A Princess of Mars by Edgar Rice Burroughs

I finished reading A Princess of Mars just before New Year.  I’ve read this book as one of my reads for the Little Red Reviewer’s Vintage Sci Fi event and also Stainless Steel Droppings 2015 Sci Fi Experience.

I’m glad I finally got round to reading ERB and whilst I don’t think this is going to be one of my all time favourites it was a good read.

This is like an adventure story really, there’s plenty of action and fighting, a damsel in distress, aliens and war – all set on a different planet that is slowly dying.

The plot – in a very summarised way is: John Carter is a gentleman and soldier out of Virginia who, at the conclusion of the war turns to prospecting and then in the most unusual circumstances finds himself transported to the planet of Mars (Barsoom). Here he falls into the captivity of a strange race of aliens called Tharks.  The Tharks are a tall race, up to 15 feet apparently, with green skin.  They value fighting and strength above all and have little value for feelings, compassion or love.  Carter befriends one of this race called Tars Tarkas and in fact begins to gain a reputation as a warrior as his muscles and strength are greatly increased upon Mars due to the change in gravity.  Carter, at first bides his time.  He learns a little more of this race from Sola – a member of the race who is charged with looking after him, and also guarding him along with a strange, dog like creature called Woola.  As time progresses Carter’s standing within the community changes and he almost has free will to roam (within reason) but all changes when the Tharks capture a young woman, a princess of Helium called Dejah Thoris.  Helium is populated by a human like, red skinned race who appear to be the dominant factor on Barsoom.  They live in great cities and appear organised unlike the Tharks who are portrayed as uncivilised, savage and warlike.  Carter finds himself rather enamoured of the Princess and following this the main thrust of the story is one of rescue, escape and recapture!  I won’t go overly much into the plot as it’s already fairly well discussed elsewhere.

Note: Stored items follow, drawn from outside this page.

//! Secret wrapper for sensitive values
//!
//! Used for the PKCE code verifier and anything else that must never show
//! up in logs or Debug output. The wrapped value is zeroized on drop.

use std::fmt;
use zeroize::Zeroize;

/// Sensitive value - redacted in Debug/Display/logs
pub struct Secret<T: Zeroize>(T);

impl<T: Zeroize> Secret<T> {
    /// Create a new secret value
    pub fn new(value: T) -> Self {
        Self(value)
    }

    /// Expose the inner value (use sparingly)
    pub fn expose(&self) -> &T {
        &self.0
    }
}

impl<T: Zeroize> fmt::Debug for Secret<T> {
    fn fmt(&self, f: &mut fmt::Formatter<'_>) -> fmt::Result {
        write!(f, "[REDACTED]")
    }
}

impl<T: Zeroize> fmt::Display for Secret<T> {
    fn fmt(&self, f: &mut fmt::Formatter<'_>) -> fmt::Result {
        write!(f, "[REDACTED]")
    }
}

impl<T: Zeroize> Drop for Secret<T> {
    fn drop(&mut self) {
        self.0.zeroize();
    }
}

impl<T: Zeroize + Clone> Clone for Secret<T> {
    fn clone(&self) -> Self {
        Self(self.0.clone())
    }
}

The story takes the form of a travelogue narrated by Carter.  I enjoyed the writing and particularly the detail concerning the planet and it’s inhabitants.  There was certainly never a lack of action and the story was taken forward at a fairly rapid pace swiftly moving from one fairly unique situation to the next.

In terms of the characters I confess myself a little perplexed.  I wouldn’t say they made a great impact on me really which is an unusual feeling to have – particularly when the main aim of the story revolves around our hero of the piece rescuing the object of his affection – I just felt oddly detached from both characters.  I’m not saying I disliked them, because I didn’t, they just came across a little bland somehow – in fact that’s probably a little harsh sounding as I think that the plot and the adventure feel definitely took centre stage.  For me personally, I felt like Tars and Sola came across with more personality and I found I enjoyed their personal stories.  Curiously I also found myself liking and caring for the strange dog like creature called Woola who had become very attached to Carter during the time he was in the Thark’s captivity.

On the whole I found this an enjoyable and easy story to read. I think you need to pick this up with the age it was written clearly in mind as the writing and storytelling that we are now used to has definitely evolved.  And, curiously, if you normally avoid sci fi stories – as I tend to do a little, usually because I think they’ll go over my head! – well, you’ll have to forgive me for saying the sci fi element is a tad skimpy, I mean, okay, it’s set on Mars and there are different races involved but if you’re expecting any eye openers in terms of different technology – or for that matter the whys and wherefores of how and why Carter found himself mysteriously transported to Mars – then you may be disappointed.  I can’t say I suffered the lack of such detail but just thought I’d chuck this in there for your general consumption.

Overall I thought this was an entertaining read, I didn’t love it but I enjoyed the narrative style and I certainly had no problems in completing the book.  I would definitely recommend this – I think it’s worth reading for a number of reasons, not least of all the impact it has since had on sci-fi fiction.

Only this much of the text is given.